Member of the Colorado House of Representatives from the 17th district
- In office January 7, 2009 – January 12, 2011
- Preceded by: Stella Garza-Hicks
- Succeeded by: Mark H. Barker

Personal details
- Born: 30 October 1964 Manila, Philippines
- Died: 23 May 2020 (aged 55) Jacksonville, Florida
- Party: Democratic

= Dennis Apuan =

American politician from Colorado

Dennis Barcial Apuan (October 30, 1964—May 23, 2020) was an American politician and former one-term state legislator in Colorado. A Filipino-American activist, non-profit leader, and community organizer, he narrowly won election to the Colorado House of Representatives as a Democrat in 2008. He ran for re-election in 2010 but lost to his Republican opponent. He represented House District 17, which encompasses portions of southwestern Colorado Springs, Colorado and the Fort Carson military base.

==Biography==
Born in Manila, Apuan emigrated to the United States at the age of 20. Moving to Colorado Springs from Los Angeles in 1997, he took a job at Broadmoor Community Church, where he began as a janitor but later became the church's business administrator.

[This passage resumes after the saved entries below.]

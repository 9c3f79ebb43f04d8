use rand::seq::SliceRandom;
use rand::Rng;
use serde::{Deserialize, Serialize};

/// The line shown next to the mascot.
#[derive(Debug, Clone, Copy, Default, PartialEq, Eq, Serialize, Deserialize)]
#[serde(rename_all = "snake_case")]
pub enum MessageState {
    #[default]
    Default,
    ThirtyDayStreak,
    TargetStreak,
    GoalMet,
    GoalNotMet,
    ForgotToStop,
}

const THIRTY_DAY: &[&str] = &[
    "You're on fire! 30 days of consistent sleep. Your dog is throwing a little celebration in your honor.",
];

const TARGET: &[&str] = &[
    "Wow! You've hit your streak target. Your dog thinks you're the best sleeper ever! Keep it up!",
];

const GOAL_MET: &[&str] = &[
    "Look at that happy dog! You're crushing it. Keep up the great work!",
    "You did it! Another great night of sleep. Your dog is proud!",
    "Every night of good sleep is a step towards a healthier you!",
    "Each good night's rest is fueling your best self!",
    "Sweet dreams lead to brighter days! You're making fantastic progress!",
];

const GOAL_NOT_MET: &[&str] = &[
    "Your dog is disappointed... let's get back on track tonight!",
    "Let's try again tonight. Don't let the dog stay grumpy.",
];

const FORGOT_TO_STOP: &[&str] = &[
    "Looks like tracking was never stopped, so the dog is grumpy and the streak is reset. Don't forget to stop tracking when you wake up!",
];

const DEFAULT: &[&str] = &[
    "Keep up the good work! You're building great sleep habits!",
    "Prioritizing your sleep is one of the best things you can do for yourself.",
    "Reach 30 good nights in a row to unlock a special surprise for your dog!",
    "Every night counts. Rest well and wake up refreshed!",
    "Your future self will thank you for tonight's good sleep!",
    "Great sleep leads to great days!",
    "Early nights, brighter mornings. You're on the right track!",
];

impl MessageState {
    fn catalog(&self) -> &'static [&'static str] {
        match self {
            MessageState::Default => DEFAULT,
            MessageState::ThirtyDayStreak => THIRTY_DAY,
            MessageState::TargetStreak => TARGET,
            MessageState::GoalMet => GOAL_MET,
            MessageState::GoalNotMet => GOAL_NOT_MET,
            MessageState::ForgotToStop => FORGOT_TO_STOP,
        }
    }

    /// Pick one text for this message.
    pub fn text<R: Rng + ?Sized>(&self, rng: &mut R) -> &'static str {
        self.catalog().choose(rng).copied().unwrap_or_default()
    }

    pub fn as_str(&self) -> &'static str {
        match self {
            MessageState::Default => "default",
            MessageState::ThirtyDayStreak => "thirty_day_streak",
            MessageState::TargetStreak => "target_streak",
            MessageState::GoalMet => "goal_met",
            MessageState::GoalNotMet => "goal_not_met",
            MessageState::ForgotToStop => "forgot_to_stop",
        }
    }

    /// Decode a persisted name, falling back to `Default`.
    pub fn decode_or_default(name: Option<&str>) -> Self {
        const ALL: [MessageState; 6] = [
            MessageState::Default,
            MessageState::ThirtyDayStreak,
            MessageState::TargetStreak,
            MessageState::GoalMet,
            MessageState::GoalNotMet,
            MessageState::ForgotToStop,
        ];
        name.and_then(|n| ALL.into_iter().find(|m| m.as_str() == n))
            .unwrap_or_default()
    }
}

He worked as a community organizer for Colorado Unity and as a regional director for the Colorado Progressive Coalition. Apuan served as vice-chairman of the El Paso County Democratic Party for four years.

He had been a member of the University of Colorado at Colorado Springs Diversity Strategic Planning Team, a program director and chairman of the Pikes Peak Justice and Peace Commission, and of the First Congregational Church in Colorado Springs.

In 2003, Apuan was among four peace activists arrested for trespassing and sentenced to perform community service for protesting nuclear weapons at Peterson Air Force Base. Apuan participated in non-violent protests against the Iraq War at the 2004 Republican National Convention in New York City and in 2007 in Colorado Springs.

Apuan died in Jacksonville, Florida on May 23, 2020 at age 55 due to complications with diabetes.

==Legislative career==
===2008 election===
Choosing to run for the state house shortly before the Democratic district assemblies in February, Apuan took a leave of absence from his position with the Colorado Progressive Coalition to seek the state house seat being vacated by retiring Republican Representative Stella Garza-Hicks.

Apuan had no opposition in the Democratic primary in August, and faced Republican Kit Roupe in the November 2008 general election. While his opponent's candidacy was endorsed by the Denver Post, Apuan was endorsed by the Colorado Springs Independent.
 During the final weeks of the campaign, Apuan was characterized by Roupe in a mass mail advertisement as a "violent, anti-war, anti-military protester" in reference to his anti-war protest activities, charges Apuan described as "totally false".

House District 17, covering an area southwestern Colorado Springs with a large transient population, including the Fort Carson military base, was seen as a swing district by political observers, and Apuan benefited from Democratic coattails and increased voter turnout to win the seat narrowly, raising more than $40,000 in his campaign. Apuan prevailed by a narrow margin of less than 600 votes, winning just over 51 percent of ballots cast in the race.

Roupe was the only Republican in the Colorado House of Representatives to be defeated by a Democrat in 2008. Apuan himself had difficulty casting a ballot in his own race; after first not receiving a mail-in ballot, Apuan was given an incorrect ballot at a polling place on election day. He ultimately was able to cast a provisional ballot in the correct district.

During his campaign and after his election, Apuan expressed priorities of small businesses tax cuts, fostering jobs in clean energy, and reducing health-care costs.

===2009 legislative session===
For the 2009 legislative session, Apuan was named to seats on the House Finance Committee and the House Judiciary Committee. He sponsored legislation to allow organizations providing inclusive elder care to employ physicians. Although Apuan had hoped to sponsor legislation providing free college tuition to military veterans, state budget constraints led him to instead propose legislation to provide child care for military families. Another bill sponsored by Apuan would provide prospective homeowners with information about future energy bills.